Kamis 06 Feb 2020 05:24 WIB

KSP Sebut Perlu Pertimbangan Matang Pulangkan WNI Bekas ISIS

Pemulangan WNI Bekas ISIS harus mempertimbangkan keuntungan dan kerugian bagi negara.

Rep: Rizkyan Adiyudha/ Red: Ratna Puspita
Kepala Staf Kepresidenan Moeldoko
Foto: Republika/Wihdan
Kepala Staf Kepresidenan Moeldoko

REPUBLIKA.CO.ID, JAKARTA -- Kepala Staf Presiden (KSP) Moeldoko mengatakan pemerintah belum bisa memberi kepastian terkait pemulangan ratusan Warga Negara Indonesia (WNI) bekas ISIS. Dia melanjutkan, pemulangan mereka harus mempertimbangkan keuntungan dan kerugian bagi negara.

"Belum ada pertimbangan pasti," singkat Moeldoko saat dikonfirmasi di Jakarta, Rabu (5/2).

Baca Juga

Dia mengungkapkan pemerintah hingga saat ini juga masih belum menyiapkan kebijakan berkenaan dengan ratusan WNI eks ISIS tersebut. Menurutnya, pemulangan mereka membutuhkan rapat terbatas dari semua pihak.

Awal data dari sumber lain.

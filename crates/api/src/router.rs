//! Shared application router builder.
//!
//! Provides [`build_app_router`] so both the production binary (`main.rs`)
//! and integration tests use the exact same middleware stack.

use std::time::Duration;

use axum::http::header::CONTENT_TYPE;
use axum::http::{HeaderName, Method, StatusCode};
use axum::Router;
use tower_http::catch_panic::CatchPanicLayer;
use tower_http::cors::CorsLayer;
use tower_http::request_id::{MakeRequestUuid, PropagateRequestIdLayer, SetRequestIdLayer};
use tower_http::timeout::TimeoutLayer;
use tower_http::trace::{DefaultMakeSpan, DefaultOnResponse, TraceLayer};
use tracing::Level;

use crate::config::ServerConfig;
use crate::routes;
use crate::state::AppState;

/// Build the full application [`Router`] with all middleware layers.
///
/// The middleware stack is applied bottom-up:
///
/// 1. CORS
/// 2. Set request ID on incoming requests
/// 3. Structured request/response tracing
/// 4. Propagate request ID to response
/// 5. Request timeout
/// 6. Panic recovery (catch panics, return 500)
pub fn build_app_router(state: AppState, config: &ServerConfig) -> Router {
    let cors = build_cors_layer(config);
    let request_id_header = HeaderName::from_static("x-request-id");

    Router::new()
        // Health check at root level (not under /api/v1).
        .merge(routes::health::router())
        .nest("/api/v1", routes::api_routes())
        .layer(CatchPanicLayer::new())
        .layer(TimeoutLayer::with_status_code(
            StatusCode::REQUEST_TIMEOUT,
            Duration::from_secs(config.request_timeout_secs),
        ))
        .layer(PropagateRequestIdLayer::new(request_id_header.clone()))
        .layer(
            TraceLayer::new_for_http()
                .make_span_with(DefaultMakeSpan::new().level(Level::INFO))
                .on_response(DefaultOnResponse::new().level(Level::INFO)),
        )
        .layer(SetRequestIdLayer::new(request_id_header, MakeRequestUuid))
        .layer(cors)
        .with_state(state)
}

/// Build the CORS middleware layer from server configuration.
///
/// Panics at startup if any configured origin is invalid, which is the
/// desired behaviour -- misconfiguration should fail fast.
pub fn build_cors_layer(config: &ServerConfig) -> CorsLayer {
    let origins: Vec<_> = config
        .cors_origins
        .iter()
        .map(|o| {
            o.parse()
                .unwrap_or_else(|e| panic!("Invalid CORS origin '{o}': {e}"))
        })
        .collect();

    CorsLayer::new()
        .allow_origin(origins)
        .allow_methods([Method::GET, Method::OPTIONS])
        .allow_headers([CONTENT_TYPE])
        .max_age(Duration::from_secs(3600))
}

"Semua pihak nanti akan pertimbangan yang baik. Untung ruginya seperti apa," kata mantan panglima TNI tersebut.

Sebelumnya, wacana pemulangan ini dilontarkan Menteri Agama Fachrul Razie. Dia mengatakan pemerintah bersama Badan Nasional Penanggulangan Terorisme (BNPT) mendata ada 600 WNI yang tersesat setelah sempat ikut gerakan ISIS di Timur Tengah.

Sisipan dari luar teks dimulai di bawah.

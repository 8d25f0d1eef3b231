//! Image dimensions derived from photo URLs.
//!
//! Placeholder image hosts encode the square image size as the first path
//! segment (`https://via.placeholder.com/600/92c952`). Dimensions are never
//! stored on a [`Photo`](crate::photo::Photo); they are computed on demand.

use serde::Serialize;
use url::Url;

use crate::error::CoreError;

/* --------------------------------------------------------------------------
Named constants
-------------------------------------------------------------------------- */

/// Fallback size for a full-size image whose URL carries no size segment.
pub const DEFAULT_FULL_SIZE: Dimensions = Dimensions {
    width: 600,
    height: 600,
};

/// Fallback size for a thumbnail whose URL carries no size segment.
pub const DEFAULT_THUMBNAIL_SIZE: Dimensions = Dimensions {
    width: 150,
    height: 150,
};

/* --------------------------------------------------------------------------
Dimensions
-------------------------------------------------------------------------- */

/// Width and height of an image in pixels. Both sides are always >= 1.
#[derive(Debug, Clone, Copy, PartialEq, Eq, Hash, Serialize)]
pub struct Dimensions {
    width: u32,
    height: u32,
}

impl Dimensions {
    /// Build dimensions, rejecting a zero width or height.
    pub fn new(width: u32, height: u32) -> Result<Self, CoreError> {
        if width == 0 {
            return Err(CoreError::Validation(
                "Width must be greater than zero".to_string(),
            ));
        }
        if height == 0 {
            return Err(CoreError::Validation(
                "Height must be greater than zero".to_string(),
            ));
        }
        Ok(Self { width, height })
    }

    /// Square dimensions of `side` x `side`.
    pub fn square(side: u32) -> Result<Self, CoreError> {
        Self::new(side, side)
    }

    pub fn width(&self) -> u32 {
        self.width
    }

    pub fn height(&self) -> u32 {
        self.height
    }
}

/* --------------------------------------------------------------------------
Derivation
-------------------------------------------------------------------------- */

/// Derive square dimensions from the first path segment of `url`.
///
/// The segment must consist of ASCII digits only and parse to a non-zero
/// `u32`. Anything else (no segment, text, a sign, zero, overflow) yields
/// `fallback` unchanged. This function never fails.
pub fn derive_dimensions(url: &Url, fallback: Dimensions) -> Dimensions {
    leading_size(url)
        .and_then(|side| Dimensions::square(side).ok())
        .unwrap_or(fallback)
}

fn leading_size(url: &Url) -> Option<u32> {
    let segment = url.path().trim_matches('/').split('/').next()?;
    if segment.is_empty() || !segment.bytes().all(|b| b.is_ascii_digit()) {
        return None;
    }
    segment.parse().ok()
}

/* --------------------------------------------------------------------------
Tests
-------------------------------------------------------------------------- */

#[cfg(test)]
mod tests {
    use super::*;

    fn url(raw: &str) -> Url {
        Url::parse(raw).unwrap()
    }

    // -- Dimensions::new --

    #[test]
    fn accepts_positive_sides() {
        let dims = Dimensions::new(150, 200).unwrap();
        assert_eq!(dims.width(), 150);
        assert_eq!(dims.height(), 200);
    }

    #[test]
    fn accepts_smallest_sides() {
        assert!(Dimensions::new(1, 1).is_ok());
    }

    #[test]
    fn rejects_zero_width() {
        let err = Dimensions::new(0, 200).unwrap_err();
        assert_eq!(err.to_string(), "Width must be greater than zero");
    }

    #[test]
    fn rejects_zero_height() {
        let err = Dimensions::new(150, 0).unwrap_err();
        assert_eq!(err.to_string(), "Height must be greater than zero");
    }

    // -- derive_dimensions --

    #[test]
    fn derives_square_from_leading_segment() {
        let dims = derive_dimensions(
            &url("https://via.placeholder.com/640/92c952"),
            DEFAULT_FULL_SIZE,
        );
        assert_eq!(dims, Dimensions::square(640).unwrap());
    }

    #[test]
    fn derives_for_any_positive_size() {
        for n in [1_u32, 7, 150, 600, 4096, u32::MAX] {
            let dims = derive_dimensions(
                &url(&format!("https://host/{n}/anything")),
                DEFAULT_THUMBNAIL_SIZE,
            );
            assert_eq!(dims.width(), n);
            assert_eq!(dims.height(), n);
        }
    }

    #[test]
    fn derives_from_single_segment_with_trailing_slash() {
        let dims = derive_dimensions(&url("https://host/320/"), DEFAULT_FULL_SIZE);
        assert_eq!(dims, Dimensions::square(320).unwrap());
    }

    #[test]
    fn falls_back_without_numeric_segment() {
        let dims = derive_dimensions(&url("https://example.com/cat.jpg"), DEFAULT_FULL_SIZE);
        assert_eq!(dims, DEFAULT_FULL_SIZE);
    }

    #[test]
    fn falls_back_on_empty_path() {
        let dims = derive_dimensions(&url("https://example.com"), DEFAULT_THUMBNAIL_SIZE);
        assert_eq!(dims, DEFAULT_THUMBNAIL_SIZE);
    }

    #[test]
    fn falls_back_on_zero_segment() {
        let dims = derive_dimensions(&url("https://host/0/abc"), DEFAULT_FULL_SIZE);
        assert_eq!(dims, DEFAULT_FULL_SIZE);
    }

    #[test]
    fn falls_back_on_signed_segment() {
        let fallback = Dimensions::new(10, 20).unwrap();
        assert_eq!(derive_dimensions(&url("https://host/-5/abc"), fallback), fallback);
        assert_eq!(derive_dimensions(&url("https://host/+5/abc"), fallback), fallback);
    }

    #[test]
    fn falls_back_on_mixed_segment() {
        let dims = derive_dimensions(&url("https://host/600x400/abc"), DEFAULT_FULL_SIZE);
        assert_eq!(dims, DEFAULT_FULL_SIZE);
    }

    #[test]
    fn falls_back_on_overflowing_segment() {
        let dims = derive_dimensions(&url("https://host/99999999999/abc"), DEFAULT_FULL_SIZE);
        assert_eq!(dims, DEFAULT_FULL_SIZE);
    }

    #[test]
    fn only_the_first_segment_counts() {
        let dims = derive_dimensions(&url("https://host/images/600/abc"), DEFAULT_FULL_SIZE);
        assert_eq!(dims, DEFAULT_FULL_SIZE);
    }
}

Dia mengungkapkan, saat ini mereka sedang terlantar dan karena kepentingan kemanusiaan akan dikembalikan ke Indonesia. Di antara mereka juga ada yang telah membakar paspornya.

Direktur Deradikalisasi BNPT Irfan Idris mengatakan, belum ada keputusan pasti terkait pemulangan ratusan WNI eks ISIS. Jika dipulangkan, sudah menjadi tugas BNPT untuk melakukan deradikalisasi. 

Dia mengatakan, proses deradikalisasi terhadap mereka memang menjadi tugas BNPT sebagaimana diatur di dalam Undang-Undang (UU) Nomor 5 Tahun 2018 tentang Tindak Pidana Terorisme. Di dalam peraturan tersebut sudah terurai lengkap apa saja yang dilakukan BNPT.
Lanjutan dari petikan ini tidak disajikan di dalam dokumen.